The truth was that the massive fiscal due bill at issue had been built up over two decades of faux prosperity. The issue in February 2009, therefore, was how the federal system of governance would face up to cutting these programs or raising new taxes to fund them or some combination of both. The overwhelming bulk of these outlays went to permanent programs and clients: school budgets and nursing home patients, not recession-induced caseloads. Accordingly, there was simply no justification for deficit finance of the fiscal gap which emerged when bubble-era revenues fell away.

Yet that's exactly what happened. The $160 billion health and education package was simply an end-run around fifty state constitutions which prohibit deficit finance of ongoing operating budgets. So four years have been lost and the fiscal gap is now greater than ever owing to Washington's endless game of shuffling the fiscal pea from one pod to the next.

But the giant state and local fiscal gap that the Obama stimulus temporarily alleviated is a menacing overhang which will continuously impinge upon the already paralyzed machinery of fiscal governance in Washington. The K Street lobbies mobilized by the vicar's napkin will never stop coming back for second and third helpings.

This is implicit in the truly shocking bottom-line fiscal equation for state and local budgets during 2010, when the Obama stimulus was having its maximum impact. Own-source tax revenue amounted to $1.27 trillion. This was 8.7 percent of GDP, meaning that the state and local tax claim on
GDP had lapsed all the way back to its pre-bubble-era level recorded in 1990.

At the same time, total general government spending (excluding pensions and insurance funds) reached a record level of $2.54 trillion, representing 17.5 percent of GDP. This was a dramatic gain from 1990 when state and local spending had been only 14.3 percent of GDP. So after the two-decade bubble finally collapsed, the state and local tax take had not budged at all, while the overall spending claim had soared by 3.2 percent of GDP—a staggering $475 billion gain.

The point had now been reached where state and local governments were only funding half of their general budgets with broad-based local taxes on income, sales, and property. Half of the balance, or $625 billion, was coming from Washington; that is, from grants and transfers that were drastically swollen by the Obama stimulus.

Furthermore, the balance was being obtained by a mushrooming array of user fees, service charges, permits, licenses, and especially soaring tuition charges at state colleges and universities. In theory, these user-based revenue sources are the preferred way to finance local government services, but they also measure the level of fiscal desperation and instability now embedded in state and local finances.

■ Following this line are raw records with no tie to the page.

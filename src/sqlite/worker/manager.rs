use std::sync::Arc;
use std::sync::atomic::{AtomicU8, Ordering};
use std::sync::mpsc::{self, Sender};
use std::thread;

use tokio::runtime;
use tokio::sync::{Mutex, oneshot};
use tracing::{debug, error};

use crate::error::SqlUnifyError;
use crate::statement::{Statement, StatementResult};
use crate::types::RowValues;

use super::channel::{Command, Reply, WorkerStats};
use super::dispatcher::run_sqlite_worker;

const RUNNING: u8 = 0;
const STOPPING: u8 = 1;
const CLOSED: u8 = 2;

/// Snapshot of a serializer's counters.
#[derive(Debug, Clone, Copy, PartialEq, Eq)]
pub struct SerializerStats {
    /// Entries waiting in the queue.
    pub queued: usize,
    /// Entries the worker has taken up since it started.
    pub executed: u64,
    /// Highest number of entries ever executing at the same instant.
    pub peak_in_flight: usize,
}

/// Front end of the single-writer queue for one database file.
///
/// Every statement, standalone or transactional, is executed by the worker thread in FIFO
/// order. After [`close`](Self::close) starts, new work fails with
/// [`SqlUnifyError::ClosedError`]; work already queued still runs.
pub struct SqliteSerializer {
    sender: Sender<Command>,
    state: AtomicU8,
    close_lock: Mutex<()>,
    stats: Arc<WorkerStats>,
    label: String,
}

impl SqliteSerializer {
    /// Move `conn` onto a new worker thread.
    ///
    /// # Errors
    /// Returns [`SqlUnifyError::ConnectionError`] if the thread cannot be spawned.
    pub(crate) fn spawn(conn: rusqlite::Connection, label: String) -> Result<Self, SqlUnifyError> {
        let (sender, receiver) = mpsc::channel::<Command>();
        let stats = Arc::new(WorkerStats::default());
        let worker_stats = Arc::clone(&stats);
        let thread_label = label.clone();
        thread::Builder::new()
            .name("sqlite-serializer".into())
            .spawn(move || {
                match runtime::Builder::new_current_thread().build() {
                    Ok(rt) => run_sqlite_worker(conn, &receiver, &worker_stats, &rt),
                    Err(err) => {
                        error!(db = %thread_label, error = %err, "sqlite worker runtime failed");
                    }
                }
            })
            .map_err(|err| {
                SqlUnifyError::ConnectionError(format!(
                    "failed to spawn SQLite worker thread: {err}"
                ))
            })?;

        debug!(db = %label, "sqlite serializer started");
        Ok(Self {
            sender,
            state: AtomicU8::new(RUNNING),
            close_lock: Mutex::new(()),
            stats,
            label,
        })
    }

    #[must_use]
    pub fn stats(&self) -> SerializerStats {
        SerializerStats {
            queued: self.stats.queued.load(Ordering::SeqCst),
            executed: self.stats.executed.load(Ordering::SeqCst),
            peak_in_flight: self.stats.peak_in_flight.load(Ordering::SeqCst),
        }
    }

    #[must_use]
    pub fn is_closed(&self) -> bool {
        self.state.load(Ordering::SeqCst) == CLOSED
    }

    fn closed_error(&self) -> SqlUnifyError {
        SqlUnifyError::ClosedError(format!("SQLite database {} is closed", self.label))
    }

    fn send_command(&self, command: Command) -> Result<(), SqlUnifyError> {
        if self.state.load(Ordering::SeqCst) != RUNNING {
            return Err(self.closed_error());
        }
        self.stats.enqueued();
        self.sender.send(command).map_err(|_| {
            self.stats.dequeued();
            self.closed_error()
        })
    }

    async fn request<T>(
        &self,
        build: impl FnOnce(Reply<T>) -> Command,
    ) -> Result<T, SqlUnifyError> {
        let (tx, rx) = oneshot::channel();
        self.send_command(build(tx))?;
        match rx.await {
            Ok(result) => result,
            Err(_) if self.state.load(Ordering::SeqCst) != RUNNING => Err(self.closed_error()),
            Err(_) => Err(SqlUnifyError::ConnectionError(format!(
                "SQLite worker for {} stopped unexpectedly",
                self.label
            ))),
        }
    }

    /// Execute one statement; rows are discarded.
    ///
    /// # Errors
    /// Returns the driver error, or `ClosedError` once closing has begun.
    pub async fn run(&self, statement: Statement) -> Result<StatementResult, SqlUnifyError> {
        self.request(|respond_to| Command::Run {
            statement,
            respond_to,
        })
        .await
    }

    /// Execute one statement and return its rows.
    ///
    /// # Errors
    /// Returns the driver error, or `ClosedError` once closing has begun.
    pub async fn all(&self, statement: Statement) -> Result<StatementResult, SqlUnifyError> {
        self.request(|respond_to| Command::All {
            statement,
            respond_to,
        })
        .await
    }

    /// Execute `statements` as one queue entry, inside BEGIN/COMMIT when `use_transaction`.
    ///
    /// # Errors
    /// See [`crate::orchestrator::run_transaction`]; `ClosedError` once closing has begun.
    pub async fn transaction(
        &self,
        statements: Vec<Statement>,
        use_transaction: bool,
    ) -> Result<Vec<StatementResult>, SqlUnifyError> {
        self.request(|respond_to| Command::Transaction {
            statements,
            use_transaction,
            respond_to,
        })
        .await
    }

    /// Read (`value == None`) or set a pragma, returning its current value.
    ///
    /// # Errors
    /// `ValidationError` for a malformed name, the driver error otherwise.
    pub async fn pragma(
        &self,
        name: &str,
        value: Option<RowValues>,
    ) -> Result<Option<RowValues>, SqlUnifyError> {
        let name = name.to_string();
        self.request(|respond_to| Command::Pragma {
            name,
            value,
            respond_to,
        })
        .await
    }

    /// Stop accepting work, wait for the queue to drain, close the native connection.
    ///
    /// Safe to call repeatedly and concurrently; later calls wait for the first to finish.
    ///
    /// # Errors
    /// Returns the native close error, if any. The serializer is closed either way.
    pub async fn close(&self) -> Result<(), SqlUnifyError> {
        let _guard = self.close_lock.lock().await;
        if self
            .state
            .compare_exchange(RUNNING, STOPPING, Ordering::SeqCst, Ordering::SeqCst)
            .is_err()
        {
            return Ok(());
        }

        let (tx, rx) = oneshot::channel();
        self.stats.enqueued();
        let result = match self.sender.send(Command::Shutdown { respond_to: tx }) {
            Ok(()) => rx.await.unwrap_or(Ok(())),
            Err(_) => {
                self.stats.dequeued();
                Ok(())
            }
        };
        self.state.store(CLOSED, Ordering::SeqCst);
        debug!(db = %self.label, "sqlite serializer closed");
        result
    }
}

impl std::fmt::Debug for SqliteSerializer {
    fn fmt(&self, f: &mut std::fmt::Formatter<'_>) -> std::fmt::Result {
        f.debug_struct("SqliteSerializer")
            .field("db", &self.label)
            .field("state", &self.state.load(Ordering::SeqCst))
            .field("stats", &self.stats())
            .finish()
    }
}

#[cfg(test)]
mod tests {
    use super::*;

    fn serializer() -> SqliteSerializer {
        let conn = rusqlite::Connection::open_in_memory().unwrap();
        SqliteSerializer::spawn(conn, ":memory:".into()).unwrap()
    }

    #[tokio::test]
    async fn concurrent_entries_never_overlap() {
        let s = serializer();
        s.run("CREATE TABLE t (n INTEGER)".into()).await.unwrap();
        let insert = |n: i64| {
            s.run(Statement::new(
                "INSERT INTO t VALUES (?)",
                vec![RowValues::Int(n)],
            ))
        };
        let (a, b, c, d) = tokio::join!(insert(0), insert(1), insert(2), insert(3));
        for result in [a, b, c, d] {
            assert_eq!(result.unwrap().metadata.affected_rows, 1);
        }
        let rows = s.all("SELECT count(*) AS n FROM t".into()).await.unwrap();
        assert_eq!(rows.rows.scalar(), Some(&RowValues::Int(4)));

        let stats = s.stats();
        assert_eq!(stats.peak_in_flight, 1);
        assert_eq!(stats.executed, 6);
        assert_eq!(stats.queued, 0);
    }

    #[tokio::test]
    async fn close_drains_queued_entries_first() {
        let dir = tempfile::tempdir().unwrap();
        let path = dir.path().join("drain.db");
        let s = SqliteSerializer::spawn(
            rusqlite::Connection::open(&path).unwrap(),
            path.display().to_string(),
        )
        .unwrap();
        s.run("CREATE TABLE t (n INTEGER)".into()).await.unwrap();

        let bulk: Vec<Statement> = (0..10_000)
            .map(|n| Statement::new("INSERT INTO t VALUES (?)", vec![RowValues::Int(n)]))
            .collect();
        let insert = |n: i64| {
            s.run(Statement::new(
                "INSERT INTO t VALUES (?)",
                vec![RowValues::Int(n)],
            ))
        };
        let (bulk, a, b, c, closed) = tokio::join!(
            s.transaction(bulk, true),
            insert(-1),
            insert(-2),
            insert(-3),
            async {
                tokio::task::yield_now().await;
                let result = s.close().await;
                (result, s.stats())
            }
        );
        assert_eq!(bulk.unwrap().len(), 10_000);
        for result in [a, b, c] {
            assert_eq!(result.unwrap().metadata.affected_rows, 1);
        }
        let (result, stats) = closed;
        result.unwrap();
        assert!(s.is_closed());
        assert_eq!(stats.queued, 0);
        assert_eq!(stats.executed, 5);

        let conn = rusqlite::Connection::open(&path).unwrap();
        let rows: i64 = conn
            .query_row("SELECT count(*) FROM t", [], |row| row.get(0))
            .unwrap();
        assert_eq!(rows, 10_003);
    }

    #[tokio::test]
    async fn work_after_close_is_rejected() {
        let s = serializer();
        s.run("CREATE TABLE t (n INTEGER)".into()).await.unwrap();
        s.close().await.unwrap();
        s.close().await.unwrap();
        assert!(s.is_closed());
        let err = s.run("SELECT 1".into()).await.unwrap_err();
        assert!(err.is_closed());
    }
}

At the end of the day, the vicar planted a fiscal time bomb. It is evident that state and local officials are failing miserably at the task of raising general tax revenues commensurate with their massive spending commitments, and may be reaching the limits of their political capacity to extract fees and charges. So the pressure on Washington to continue to fill this cavernous fiscal gap will be overwhelming—until the next recession ensues, and then there will be a fiscal catastrophe.

 

*
Summers' uncles were Paul Samuelson, who won the Nobel Memorial Prize in Economics in 1970, and Kenneth Arrow, who won the Nobel in 1972.

CHAPTER 29

 

OBAMA'S GREEN
ENERGY CAPERS
Crony Capitalist Larceny

T
HE FISCAL NOAH'S ARK ERECTED ON CAPITOL HILL DURING THE
first twenty-two days of the Obama administration contained upward of $60 billion for green energy and was additive to about $30 billion of loan guarantee authority already in place. Yet every dime involved an unnecessary and inappropriate fleecing of American taxpayers and constituted a warning sign of the nation's true fiscal peril. Indeed, corporate welfare this egregious, sponsored by a purportedly left-wing White House and promoted by famous venture investors like John Doerr, virtually proves that free market capitalism has been abandoned in the United States.

GREEN ENERGY:

CRONY CAPITALIST LARCENY IN PLAIN SIGHT

Wholly apart from the technological virtues and economic prospects of the various flavors of green energy—solar, wind, electric-battery cars and biofuels—that landed a berth on the Obama stimulus ark, there exists an underlying truth that literally shuts down the debate. The evidence that the private market is providing prodigious amounts of risk capital to both develop and commercialize new energy technologies is overwhelming. The “market failure” meme mainly comes from promoters of perpetual “science projects” and from scofflaws peddling technology and entrepreneurial failures.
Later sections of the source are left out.